As members of the Redfern dynasty, Chappell, Harcourt and Elliot’s characters were at the epicentre of the melodrama. Gloss was set in the glamorous world of the late 80s, and everything was over the top, from the fashion to the drama to the hair. The show hummed with ambitious, stroppy women who refused to suffer fools, and iconic characters like Maxine Redfern (Illona Rogers) and Magda (Kerry Smith) would swoop into rooms, shoulder pads so wide they needed double doors, champagne in one hand, the crumbling reputations of their rivals in the other.
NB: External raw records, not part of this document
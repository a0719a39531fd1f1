//! Application state management

use std::sync::Arc;

use crate::{config::Config, store::UserStore};

/// Application state shared across handlers
///
/// Cloning is cheap: the configuration is reference counted and the store is
/// a shared handle.
#[derive(Debug, Clone)]
pub struct AppState {
    config: Arc<Config>,
    store: UserStore,
}

impl AppState {
    /// Create a new AppState around an existing store
    pub fn new(config: Config, store: UserStore) -> Self {
        Self {
            config: Arc::new(config),
            store,
        }
    }

    /// State for a freshly started service: the two sample users
    pub fn seeded(config: Config) -> Self {
        Self::new(config, UserStore::seeded())
    }

    /// Get the configuration
    pub fn config(&self) -> &Config {
        &self.config
    }

    /// Get the user store
    pub fn store(&self) -> &UserStore {
        &self.store
    }
}

impl Default for AppState {
    fn default() -> Self {
        Self::seeded(Config::default())
    }
}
It’s fitting that after 30 years, these three actors were reunited in a Shortland Street wedding. Gemma (Harcourt) and Alastair’s (Simon Prast) wedding at the end of the first season of Gloss captured everything that was fierce and fabulous about the show, and set the bar high for television weddings to come. It’s arguably the show’s most memorable episode. No, it didn’t have Chris Warner loving himself sick during an impromptu Bollywood performance, but Gloss’s first season finale had just about everything else.

It had a secret Redfern son whose face had been reconstructed by plastic surgeons, and a groom with a magnificent mullet. It had a drunk runaway bride, who fled the church after the ceremony with her loyal boyfriend chasing after her. Mother of the groom Maxine told everyone the bride had “been on the gins”, and vengeful secretary Bridget lurked in the back pew, glowering in an 80s power suit, gun poised in hand. Bridget had scores to settle, and the episode finishes with two shootings, hysterical screaming and the church walls drenched in blood. With a cliffhanger this good, I’d marry it myself.
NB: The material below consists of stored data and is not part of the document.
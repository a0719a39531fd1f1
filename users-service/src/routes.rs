//! Route table
//!
//! | Method | Path                 | Handler       |
//! |--------|----------------------|---------------|
//! | GET    | `/api/v1/health`     | [`health`]      |
//! | GET    | `/api/v1/users`      | [`list_users`]  |
//! | GET    | `/api/v1/users/{id}` | [`get_user`]    |
//! | POST   | `/api/v1/users`      | [`create_user`] |
//! | DELETE | `/api/v1/users/{id}` | [`delete_user`] |
//!
//! Unknown paths get axum's bare `404`, known paths with another method get
//! `405`. Neither carries an envelope. A non-numeric `{id}` is a `404` for
//! every method.

use axum::{http::StatusCode, routing::get, Router};

use crate::handlers::{create_user, delete_user, get_user, health, list_users, UserIdPath};
use crate::state::AppState;

/// Base path every route is mounted under
pub const API_BASE_PATH: &str = "/api/v1";

/// Routes relative to [`API_BASE_PATH`], still awaiting state
pub fn api_routes() -> Router<AppState> {
    Router::new()
        .route("/health", get(health))
        .route("/users", get(list_users).post(create_user))
        .route(
            "/users/{id}",
            get(get_user)
                .delete(delete_user)
                .fallback(user_method_not_allowed),
        )
}

/// Unsupported methods on `/users/{id}`
///
/// The id is checked first so a malformed one stays unrouted.
async fn user_method_not_allowed(_: UserIdPath) -> StatusCode {
    StatusCode::METHOD_NOT_ALLOWED
}

/// The complete application router with state applied
pub fn router(state: AppState) -> Router {
    Router::new()
        .nest(API_BASE_PATH, api_routes())
        .with_state(state)
}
Last night’s Shortland Street reunion was a far less sticky affair, with Elliot returning as ex-hospital CEO David Kearney, the spicy new love interest of Boyd’s mother Susan (Harcourt). David departed Ferndale for Hawke’s Bay in 1999, but now he’s back making small talk with local MP Michelle (Chappell). It was a happy reunion, but there was one topic nobody dared to mention: where the hell was Ellen Crozier?

It’s not important (it is). The Gloss gang was back together again, and for a fleeting moment, it was 1987 all over again. “It’s like we knew each other in a former life,” David said to Susan, and when Boyd got sarky at his new dad, Michelle said “that takes the GLOSS off things”. Oh, how we laughed. All we needed was Maxine Redfern to burst through the doors and start shouting about cover stories and big hats, and this would have been the best moment of 2020. Until we see all three seasons of Gloss on TVNZ OnDemand, this is all we have: monuments and mirror glass, and Chris Warner shaking what his mother gave him.